Task item: The answer must be every line of the records below that holds the word "BindFn".

====== Provided records ======

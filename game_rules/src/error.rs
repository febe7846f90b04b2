//! Errors raised by the rules crate.

use std::path::PathBuf;

use crate::entities::ActorParseError;

#[derive(Debug, thiserror::Error)]
pub enum RulesError {
    #[error("failed to read {}: {source}", .path.display())]
    Io {
        path: PathBuf,
        #[source]
        source: std::io::Error,
    },

    #[error("could not parse session config: {0}")]
    ConfigParse(#[from] toml::de::Error),

    #[error("invalid session config: {0}")]
    InvalidConfig(String),

    #[error("state snapshot error: {0}")]
    Snapshot(#[from] serde_json::Error),

    #[error("invalid identifier in state snapshot: {0}")]
    Identifier(#[from] ActorParseError),
}
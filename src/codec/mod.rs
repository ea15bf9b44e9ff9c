//! # Codec Records and Engine Primitives
//!
//! A `Codec` is the unit of registration: one record holding the reader,
//! SQL-type describer and binder for a single value type. Keeping the three
//! functions in one struct (instead of three parallel maps) makes partial
//! registration unrepresentable, a type is either fully registered or fully
//! absent.
//!
//! ## Function Contracts
//!
//! | Function | Signature | Contract |
//! |----------|-----------|----------|
//! | reader | `(&dyn ColumnSource, col) -> Result<Box<dyn Any + Send>>` | pure function of statement state, errors propagate unwrapped |
//! | describer | `(&ColumnInfo) -> String` | deterministic, used only at CREATE TABLE time |
//! | binder | `(&mut dyn BindSink, idx, &dyn Any) -> Result<()>` | side-effects the prepared statement, engine rejections propagate |
//!
//! ## Engine Primitives
//!
//! The registry never talks to the storage engine directly. Callers hand it
//! a [`ColumnSource`] (result-row side) or [`BindSink`] (prepared-statement
//! side); the stored functions call those two primitives and nothing else.
//! Statement lifecycle, stepping and native column types stay with the
//! caller.

use eyre::Result;
use std::any::Any;

pub mod float_blob;


/// Read-side engine primitive: exposes a result column as raw bytes.
pub trait ColumnSource {
    /// Returns the blob stored in `column_index` of the current row.
    fn blob(&self, column_index: usize) -> Result<&[u8]>;
}

/// Bind-side engine primitive: attaches raw bytes to a statement parameter.
pub trait BindSink {
    fn bind_blob(&mut self, param_index: usize, bytes: &[u8]) -> Result<()>;
}

/// Mapped-column metadata handed to describers at schema-generation time.
///
/// The built-in codecs ignore all of it and always answer the blob affinity,
/// but custom codecs may vary their SQL type on it (e.g. NOT NULL columns).
#[derive(Debug, Clone, Default)]
pub struct ColumnInfo {
    pub name: String,
    pub is_primary_key: bool,
    pub not_null: bool,
}

impl ColumnInfo {
    pub fn named(name: impl Into<String>) -> Self {
        Self {
            name: name.into(),
            ..Self::default()
        }
    }
}

pub type ReadFn = Box<dyn Fn(&dyn ColumnSource, usize) -> Result<Box<dyn Any + Send>> + Send + Sync>;
pub type SqlTypeFn = Box<dyn Fn(&ColumnInfo) -> String + Send + Sync>;
pub type BindFn = Box<dyn Fn(&mut dyn BindSink, usize, &dyn Any) -> Result<()> + Send + Sync>;

/// The reader/describer/binder triple governing how one value type is
/// stored and retrieved.
pub struct Codec {
    read: ReadFn,
    sql_type: SqlTypeFn,
    bind: BindFn,
}

impl Codec {
    pub fn new<R, S, B>(read: R, sql_type: S, bind: B) -> Self
    where
        R: Fn(&dyn ColumnSource, usize) -> Result<Box<dyn Any + Send>> + Send + Sync + 'static,
        S: Fn(&ColumnInfo) -> String + Send + Sync + 'static,
        B: Fn(&mut dyn BindSink, usize, &dyn Any) -> Result<()> + Send + Sync + 'static,
    {
        Self {
            read: Box::new(read),
            sql_type: Box::new(sql_type),
            bind: Box::new(bind),
        }
    }

    /// Decodes the value in `column_index` of the current row.
    pub fn read(&self, source: &dyn ColumnSource, column_index: usize) -> Result<Box<dyn Any + Send>> {
        (self.read)(source, column_index)
    }

    /// Returns the SQL column type to declare for this value type.
    pub fn sql_type(&self, column: &ColumnInfo) -> String {
        (self.sql_type)(column)
    }

    /// Serializes `value` and binds it to `param_index`.
    pub fn bind(&self, sink: &mut dyn BindSink, param_index: usize, value: &dyn Any) -> Result<()> {
        (self.bind)(sink, param_index, value)
    }
}

impl std::fmt::Debug for Codec {
    fn fmt(&self, f: &mut std::fmt::Formatter<'_>) -> std::fmt::Result {
        f.debug_struct("Codec").finish_non_exhaustive()
    }
}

======

Task result:
pub type BindFn = Box<dyn Fn(&mut dyn BindSink, usize, &dyn Any) -> Result<()> + Send + Sync>;
    bind: BindFn,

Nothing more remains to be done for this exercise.